Por Carlos Fino
A detenção, o ano passado, durante nove meses, do ex-primeiro ministro de Portugal, José Sócrates, alvo de diversos processos ainda em andamento, e agora a “condução coercitiva” de que foi objeto o ex-presidente do Brasil, Lula da Silva, suscitaram críticas nos meios jurídicos, políticos e mediáticos de um e outro país, questionando a legitimidade dos métodos utilizados pelo poder judiciário.
No caso de Sócrates, e sem querer obviamente entrar no mérito das causas, é difícil entender que o Estado, ao cabo de um ano de investigações e longos meses de detenção, não tenha ainda conseguido formalizar as acusações, ao mesmo tempo que uma série de “revelações” aparentemente dirigidas foram apresentando suspeitas como factos confirmados, numa condenação prévia sem julgamento no tribunal da opinião pública.
O próprio acórdão do Tribunal da Relação de Lisboa que permitiu aos advogados de Sócrates acederem, por fim, a todo o processo em que o ex-primeiro ministro é arguido continha duras críticas não apenas aos investigadores liderados pelo procurador, mas também ao juiz de instrução criminal, que viabilizou por demasiado tempo os pedidos do Ministério Público destinados a manter o caso em segredo de justiça, prejudicando assim as garantias de defesa do arguido.
Quanto a Lula, é manifesto que a “condução coercitiva” a que foi submetido pecou por não ter tido a precedê-la qualquer intimação prévia, cujo eventual não cumprimento a justificaria.

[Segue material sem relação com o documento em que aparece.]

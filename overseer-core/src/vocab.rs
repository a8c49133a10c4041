//! Closed vocabularies shared with the LLM boundary.
//!
//! Every state or tag coming back from the model is parsed against these
//! enums; anything outside the vocabulary is coerced to `None` or dropped
//! before it crosses into core logic.

use serde::{Deserialize, Serialize};
use std::fmt;

/// Mutable condition of a world object (the `states` list).
#[derive(Debug, Clone, Copy, PartialEq, Eq, Hash, Serialize, Deserialize)]
#[serde(rename_all = "SCREAMING_SNAKE_CASE")]
pub enum ObjectCondition {
    /// Cannot be opened or operated.
    Locked,
    /// Open for use.
    Unlocked,
    /// Receiving power.
    Powered,
    /// Power cut.
    Unpowered,
    /// Damaged beyond normal use.
    Broken,
    /// On fire.
    Burning,
    /// Under water.
    Flooded,
    /// Mechanically stuck.
    Jammed,
    /// Software compromised.
    Hacked,
    /// Unsafe to touch.
    Contaminated,
}

/// All object conditions.
pub const ALL_CONDITIONS: [ObjectCondition; 10] = [
    ObjectCondition::Locked,
    ObjectCondition::Unlocked,
    ObjectCondition::Powered,
    ObjectCondition::Unpowered,
    ObjectCondition::Broken,
    ObjectCondition::Burning,
    ObjectCondition::Flooded,
    ObjectCondition::Jammed,
    ObjectCondition::Hacked,
    ObjectCondition::Contaminated,
];

impl ObjectCondition {
    /// Wire name (uppercase).
    #[must_use]
    pub fn as_str(self) -> &'static str {
        match self {
            Self::Locked => "LOCKED",
            Self::Unlocked => "UNLOCKED",
            Self::Powered => "POWERED",
            Self::Unpowered => "UNPOWERED",
            Self::Broken => "BROKEN",
            Self::Burning => "BURNING",
            Self::Flooded => "FLOODED",
            Self::Jammed => "JAMMED",
            Self::Hacked => "HACKED",
            Self::Contaminated => "CONTAMINATED",
        }
    }

    /// Parse a condition name, case-insensitively. Total: out-of-vocabulary
    /// input yields `None`.
    #[must_use]
    pub fn from_name(name: &str) -> Option<Self> {
        let upper = name.trim().to_uppercase();
        ALL_CONDITIONS.into_iter().find(|c| c.as_str() == upper)
    }
}

impl fmt::Display for ObjectCondition {
    fn fmt(&self, f: &mut fmt::Formatter<'_>) -> fmt::Result {
        write!(f, "{}", self.as_str())
    }
}

/// Permanent material/physical-property tag assigned to items and objects
/// at creation.
#[derive(Debug, Clone, Copy, PartialEq, Eq, Hash, PartialOrd, Ord, Serialize, Deserialize)]
#[serde(rename_all = "lowercase")]
pub enum MaterialTag {
    /// Catches fire.
    Flammable,
    /// Carries current.
    Conductive,
    /// Breaks when dropped.
    Fragile,
    /// Hard to lift.
    Heavy,
    /// Made of metal.
    Metallic,
    /// Made of wood.
    Wooden,
    /// Made of glass.
    Glass,
    /// Is or holds liquid.
    Liquid,
    /// Has circuitry.
    Electronic,
    /// Cuts things.
    Sharp,
    /// Cushioned.
    Soft,
    /// Made of paper.
    Paper,
    /// Made of plastic.
    Plastic,
    /// Attracts metal.
    Magnetic,
    /// Soaks up liquid.
    Absorbent,
    /// Can be eaten.
    Edible,
}

/// All material tags.
pub const ALL_TAGS: [MaterialTag; 16] = [
    MaterialTag::Flammable,
    MaterialTag::Conductive,
    MaterialTag::Fragile,
    MaterialTag::Heavy,
    MaterialTag::Metallic,
    MaterialTag::Wooden,
    MaterialTag::Glass,
    MaterialTag::Liquid,
    MaterialTag::Electronic,
    MaterialTag::Sharp,
    MaterialTag::Soft,
    MaterialTag::Paper,
    MaterialTag::Plastic,
    MaterialTag::Magnetic,
    MaterialTag::Absorbent,
    MaterialTag::Edible,
];

impl MaterialTag {
    /// Wire name (lowercase).
    #[must_use]
    pub fn as_str(self) -> &'static str {
        match self {
            Self::Flammable => "flammable",
            Self::Conductive => "conductive",
            Self::Fragile => "fragile",
            Self::Heavy => "heavy",
            Self::Metallic => "metallic",
            Self::Wooden => "wooden",
            Self::Glass => "glass",
            Self::Liquid => "liquid",
            Self::Electronic => "electronic",
            Self::Sharp => "sharp",
            Self::Soft => "soft",
            Self::Paper => "paper",
            Self::Plastic => "plastic",
            Self::Magnetic => "magnetic",
            Self::Absorbent => "absorbent",
            Self::Edible => "edible",
        }
    }

    /// Parse a tag name, case-insensitively. Out-of-vocabulary input yields
    /// `None` so callers can filter rather than fail.
    #[must_use]
    pub fn from_name(name: &str) -> Option<Self> {
        let lower = name.trim().to_lowercase();
        ALL_TAGS.into_iter().find(|t| t.as_str() == lower)
    }
}

impl fmt::Display for MaterialTag {
    fn fmt(&self, f: &mut fmt::Formatter<'_>) -> fmt::Result {
        write!(f, "{}", self.as_str())
    }
}

/// Format a tag list the way prompts and rule rows expect: sorted,
/// lowercase names.
#[must_use]
pub fn sorted_tag_names(tags: &[MaterialTag]) -> Vec<String> {
    let mut names: Vec<String> = tags.iter().map(|t| t.as_str().to_string()).collect();
    names.sort();
    names.dedup();
    names
}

O juiz do Supremo Tribunal Federal, Marco Aurélio Mello, que está longe de ser um simpatizante do PT, foi contundente:
“Condução coercitiva? O que é isso? Eu não compreendi. Só se conduz coercitivamente, ou, como se dizia antigamente, debaixo de vara, o cidadão que resiste e não comparece para depor. E o Lula não foi intimado… Nós, magistrados – acentuou – não somos legisladores, não somos justiceiros… Não se avança atropelando regras básicas.”

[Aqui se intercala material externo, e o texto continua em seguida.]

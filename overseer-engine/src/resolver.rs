//! Cache-first, AI-fallback interaction resolution.
//!
//! Every item/object pairing goes through the same funnel: query the
//! SQLite rule cache, and on a miss ask the model and cache whatever
//! survives validation. Cache failures on the write side are logged and
//! swallowed; a resolve must never fail because the cache is sick.

use std::sync::Arc;

use parking_lot::Mutex;
use thiserror::Error;
use tracing::{debug, warn};

use overseer_core::events::{EventHub, EventKind, GameplayEvent};
use overseer_core::ratelimit::{RateLimitConfig, RateLimiter};
use overseer_core::rules::{best_match, InteractionRule, RuleSource, RuleStore};
use overseer_core::vocab::{sorted_tag_names, MaterialTag, ObjectCondition};
use overseer_llm::sanitize::sanitize;
use overseer_llm::types::ResolveContext;
use overseer_llm::Director;

use crate::validate::{validate_resolve, ResolvedFields};

/// Resolution failures surfaced to the caller.
#[derive(Debug, Error)]
pub enum ResolveError {
    /// The caller exceeded the resolve budget; no AI call was made.
    #[error("resolve rate limit exceeded, retry in {retry_after_secs}s")]
    RateLimited {
        /// Whole seconds until the window resets.
        retry_after_secs: u64,
    },
}

/// One interaction to resolve.
#[derive(Debug, Clone)]
pub struct ResolveQuery {
    /// Stable item identifier, or `None` for bare hands.
    pub item_id: Option<String>,
    /// Stable object identifier.
    pub object_id: String,
    /// Item display name, or `None` for bare hands.
    pub item_name: Option<String>,
    /// Object display name.
    pub object_name: String,
    /// Item material tags.
    pub item_tags: Vec<MaterialTag>,
    /// Object material tags.
    pub object_tags: Vec<MaterialTag>,
    /// Object condition at query time, if any.
    pub object_state: Option<ObjectCondition>,
}

/// The resolved outcome handed back to the world layer.
#[derive(Debug, Clone, PartialEq, Eq)]
pub struct InteractionOutcome {
    /// New object condition, if it changes.
    pub result_state: Option<ObjectCondition>,
    /// Item produced, if any.
    pub output_item: Option<String>,
    /// Tags on the produced item.
    pub output_item_tags: Option<Vec<MaterialTag>>,
    /// Player-facing description.
    pub description: String,
    /// Whether the outcome came from the cache.
    pub cached: bool,
}

/// The interaction resolver.
pub struct InteractionResolver {
    rules: Mutex<RuleStore>,
    limiter: Mutex<RateLimiter>,
    limit: RateLimitConfig,
    director: Arc<dyn Director>,
    hub: Arc<EventHub>,
}

impl InteractionResolver {
    /// Create a resolver over an opened rule cache.
    pub fn new(
        rules: RuleStore,
        limit: RateLimitConfig,
        director: Arc<dyn Director>,
        hub: Arc<EventHub>,
    ) -> Self {
        Self {
            rules: Mutex::new(rules),
            limiter: Mutex::new(RateLimiter::new()),
            limit,
            director,
            hub,
        }
    }

    /// Resolve one interaction for `caller` (the rate-limit identity).
    ///
    /// Cache hits short-circuit before the rate limiter; only AI-bound
    /// misses consume budget.
    ///
    /// # Errors
    ///
    /// Returns [`ResolveError::RateLimited`] when the caller is over
    /// budget on a cache miss.
    pub async fn resolve(
        &self,
        query: &ResolveQuery,
        caller: &str,
        now_ms: u64,
    ) -> Result<InteractionOutcome, ResolveError> {
        if let Some(hit) = self.cache_lookup(query) {
            self.record_event(query, &hit.description, true, now_ms);
            return Ok(hit);
        }

        let decision = self.limiter.lock().check(
            &format!("resolve:{caller}"),
            &self.limit,
            now_ms,
        );
        if !decision.allowed {
            return Err(ResolveError::RateLimited {
                retry_after_secs: decision.retry_after_secs(now_ms),
            });
        }

        // Only real model output is cached; a fallback outcome must not
        // shadow future attempts for this pair.
        let fields = match self.director.resolve_interaction(&self.context(query)).await {
            Ok(raw) => {
                let fields = validate_resolve(raw);
                self.cache_insert(query, &fields);
                fields
            }
            Err(error) => {
                warn!(%error, object = %query.object_name, "Resolve call failed, using fallback");
                ResolvedFields::fallback()
            }
        };

        self.record_event(query, &fields.description, false, now_ms);

        Ok(InteractionOutcome {
            result_state: fields.result_state,
            output_item: fields.output_item,
            output_item_tags: fields.output_item_tags,
            description: fields.description,
            cached: false,
        })
    }

    fn cache_lookup(&self, query: &ResolveQuery) -> Option<InteractionOutcome> {
        let rules = match self
            .rules
            .lock()
            .find_matching(query.item_id.as_deref(), &query.object_id)
        {
            Ok(rules) => rules,
            Err(error) => {
                // A broken cache read degrades to a miss.
                warn!(%error, object = %query.object_id, "Rule cache read failed");
                return None;
            }
        };

        let hit = best_match(&rules, query.object_state)?;
        debug!(
            object = %query.object_id,
            item = query.item_id.as_deref().unwrap_or("<hands>"),
            "Rule cache hit"
        );

        let output_item_tags = if hit.output_item.is_some() && !hit.output_item_tags.is_empty() {
            let tags: Vec<MaterialTag> = hit
                .output_item_tags
                .iter()
                .filter_map(|t| MaterialTag::from_name(t))
                .collect();
            (!tags.is_empty()).then_some(tags)
        } else {
            None
        };

        Some(InteractionOutcome {
            result_state: hit.result_state,
            output_item: hit.output_item.clone(),
            output_item_tags,
            description: hit.description.clone(),
            cached: true,
        })
    }

    fn cache_insert(&self, query: &ResolveQuery, fields: &ResolvedFields) {
        let rule = InteractionRule {
            item_id: query.item_id.clone(),
            object_id: query.object_id.clone(),
            required_state: query.object_state,
            item_tags: sorted_tag_names(&query.item_tags),
            object_tags: sorted_tag_names(&query.object_tags),
            result_state: fields.result_state,
            output_item: fields.output_item.clone(),
            output_item_tags: fields
                .output_item_tags
                .as_deref()
                .map(sorted_tag_names)
                .unwrap_or_default(),
            description: fields.description.clone(),
            source: RuleSource::Ai,
        };

        if let Err(error) = self.rules.lock().insert(&rule) {
            warn!(%error, object = %query.object_id, "Failed to cache resolved rule");
        }
    }

    fn context(&self, query: &ResolveQuery) -> ResolveContext {
        ResolveContext {
            item_name: query.item_name.as_deref().map(sanitize),
            object_name: sanitize(&query.object_name),
            item_tags: sorted_tag_names(&query.item_tags),
            object_tags: sorted_tag_names(&query.object_tags),
            object_state: query.object_state.map(|s| s.as_str().to_string()),
        }
    }

    fn record_event(&self, query: &ResolveQuery, description: &str, cached: bool, now_ms: u64) {
        let mut event = GameplayEvent::new(EventKind::Interaction, "player", now_ms)
            .with_detail("object", query.object_name.clone())
            .with_detail("outcome", description.to_string())
            .with_detail("cached", cached);
        if let Some(item) = &query.item_name {
            event = event.with_detail("item", item.clone());
        }
        self.hub.record(event);
    }
}

impl std::fmt::Debug for InteractionResolver {
    fn fmt(&self, f: &mut std::fmt::Formatter<'_>) -> std::fmt::Result {
        f.debug_struct("InteractionResolver")
            .field("limit", &self.limit)
            .finish_non_exhaustive()
    }
}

Acresce, num e noutro caso, a par da espectacularização das acções de busca e detenção empreendidas, uma aparente colaboração das autoridades judiciárias e/ou policiais com parte dos media, a que são facultados dados escolhidos considerados oportunos, por forma a criar um clima público favorável às investigações e contribuindo dessa forma para desmoralizar os investigados.

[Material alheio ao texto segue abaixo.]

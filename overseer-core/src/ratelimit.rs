//! Sliding-window rate limiter guarding AI calls.
//!
//! Window-by-reset counting: the first request for a fresh or expired
//! identifier opens a window; subsequent requests within the window
//! increment a counter up to the budget, after which requests are denied
//! until the window resets. Expired entries are swept lazily on each
//! check — no background timer. Not persisted; this is abuse mitigation,
//! not billing-accurate accounting.

use serde::{Deserialize, Serialize};
use std::collections::HashMap;

/// Budget for one endpoint class.
#[derive(Debug, Clone, Copy, Serialize, Deserialize)]
pub struct RateLimitConfig {
    /// Maximum requests per window.
    pub max_requests: u32,
    /// Window length in milliseconds.
    pub window_ms: u64,
}

impl RateLimitConfig {
    /// Construct a budget of `max_requests` per `window_ms`.
    #[must_use]
    pub fn new(max_requests: u32, window_ms: u64) -> Self {
        Self {
            max_requests,
            window_ms,
        }
    }
}

/// Outcome of a rate-limit check.
#[derive(Debug, Clone, Copy, PartialEq, Eq)]
pub struct RateLimitDecision {
    /// Whether the request may proceed.
    pub allowed: bool,
    /// Requests remaining in the current window.
    pub remaining: u32,
    /// When the current window resets (milliseconds).
    pub reset_at_ms: u64,
}

impl RateLimitDecision {
    /// Whole seconds until the window resets, rounded up. Zero when already
    /// reset. This is the `retryAfter` hint surfaced to denied callers.
    #[must_use]
    pub fn retry_after_secs(&self, now_ms: u64) -> u64 {
        self.reset_at_ms.saturating_sub(now_ms).div_ceil(1000)
    }
}

#[derive(Debug)]
struct Window {
    count: u32,
    reset_at_ms: u64,
}

/// In-memory per-identifier request counter.
///
/// Identifiers are typically `"<endpoint>:<client-ip>"`. The check-and-
/// increment is synchronous; it is not atomic across an await, which is an
/// accepted relaxation at single-player scale.
#[derive(Debug, Default)]
pub struct RateLimiter {
    windows: HashMap<String, Window>,
}

impl RateLimiter {
    /// Create an empty limiter.
    #[must_use]
    pub fn new() -> Self {
        Self::default()
    }

    /// Check and record a request for `identifier` under `config`.
    pub fn check(
        &mut self,
        identifier: &str,
        config: &RateLimitConfig,
        now_ms: u64,
    ) -> RateLimitDecision {
        // Amortized cleanup: drop every expired window, not just this one.
        self.windows.retain(|_, w| w.reset_at_ms > now_ms);

        let window = self
            .windows
            .entry(identifier.to_string())
            .or_insert_with(|| Window {
                count: 0,
                reset_at_ms: now_ms + config.window_ms,
            });

        if window.count >= config.max_requests {
            return RateLimitDecision {
                allowed: false,
                remaining: 0,
                reset_at_ms: window.reset_at_ms,
            };
        }

        window.count += 1;
        RateLimitDecision {
            allowed: true,
            remaining: config.max_requests - window.count,
            reset_at_ms: window.reset_at_ms,
        }
    }

    /// Number of live windows (test/diagnostic hook).
    #[must_use]
    pub fn tracked_identifiers(&self) -> usize {
        self.windows.len()
    }
}

#[cfg(test)]
mod tests {
    use super::*;

    const CONFIG: RateLimitConfig = RateLimitConfig {
        max_requests: 3,
        window_ms: 60_000,
    };

    #[test]
    fn allows_up_to_budget_then_denies() {
        let mut limiter = RateLimiter::new();
        assert!(limiter.check("chat:1.2.3.4", &CONFIG, 0).allowed);
        assert!(limiter.check("chat:1.2.3.4", &CONFIG, 1_000).allowed);
        assert!(limiter.check("chat:1.2.3.4", &CONFIG, 2_000).allowed);

        let denied = limiter.check("chat:1.2.3.4", &CONFIG, 3_000);
        assert!(!denied.allowed);
        assert_eq!(denied.remaining, 0);
        assert_eq!(denied.retry_after_secs(3_000), 57);
    }

    #[test]
    fn window_resets_after_expiry() {
        let mut limiter = RateLimiter::new();
        for t in 0..3 {
            assert!(limiter.check("x", &CONFIG, t).allowed);
        }
        assert!(!limiter.check("x", &CONFIG, 100).allowed);

        // Past reset_at the counter starts over.
        let fresh = limiter.check("x", &CONFIG, 60_001);
        assert!(fresh.allowed);
        assert_eq!(fresh.remaining, 2);
    }

    #[test]
    fn identifiers_are_independent() {
        let mut limiter = RateLimiter::new();
        for t in 0..3 {
            assert!(limiter.check("a", &CONFIG, t).allowed);
        }
        assert!(!limiter.check("a", &CONFIG, 10).allowed);
        assert!(limiter.check("b", &CONFIG, 10).allowed);
    }

    #[test]
    fn expired_windows_are_swept_lazily() {
        let mut limiter = RateLimiter::new();
        let _ = limiter.check("a", &CONFIG, 0);
        let _ = limiter.check("b", &CONFIG, 0);
        assert_eq!(limiter.tracked_identifiers(), 2);

        // A check far in the future sweeps both stale windows.
        let _ = limiter.check("c", &CONFIG, 120_000);
        assert_eq!(limiter.tracked_identifiers(), 1);
    }

    #[test]
    fn remaining_counts_down() {
        let mut limiter = RateLimiter::new();
        assert_eq!(limiter.check("x", &CONFIG, 0).remaining, 2);
        assert_eq!(limiter.check("x", &CONFIG, 0).remaining, 1);
        assert_eq!(limiter.check("x", &CONFIG, 0).remaining, 0);
    }
}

Hoje, como nos anos 90 em Itália, durante a Operação Mãos Limpas, é uma geração de magistrados mais jovens, sem particular deferência para com os políticos, bem pelo contrário, que avança no desmantelar dos esquemas de ligações espúrias entre os poderes do Estado e o mundo empresarial.
Para isso, recorrendo aos media, usam como arma a deslegitimização dos líderes comprometidos por forma a estimular as investigações.
Como reconhecia, já em 2004, numa lúcida análise sobre a experiência italiana, o juiz brasileiro Sérgio Moro, hoje responsável pela Lava Jato, “as prisões, confissões e publicidade (sublinhado meu) conferida às informações obtidas geraram um círculo virtuoso, consistindo na única explicação possível para a magnitude dos resultados obtidos pela operação mani pulite.”
Há quem levante, como vimos, sérias objecções a estes métodos, que correm o risco de ferir direitos essenciais. Na realidade, em cada um desses processos, um grupo restrito de magistrados tem em cada momento nas mãos a possibilidade de destruir antecipadamente reputações, por vezes de forma irreversível.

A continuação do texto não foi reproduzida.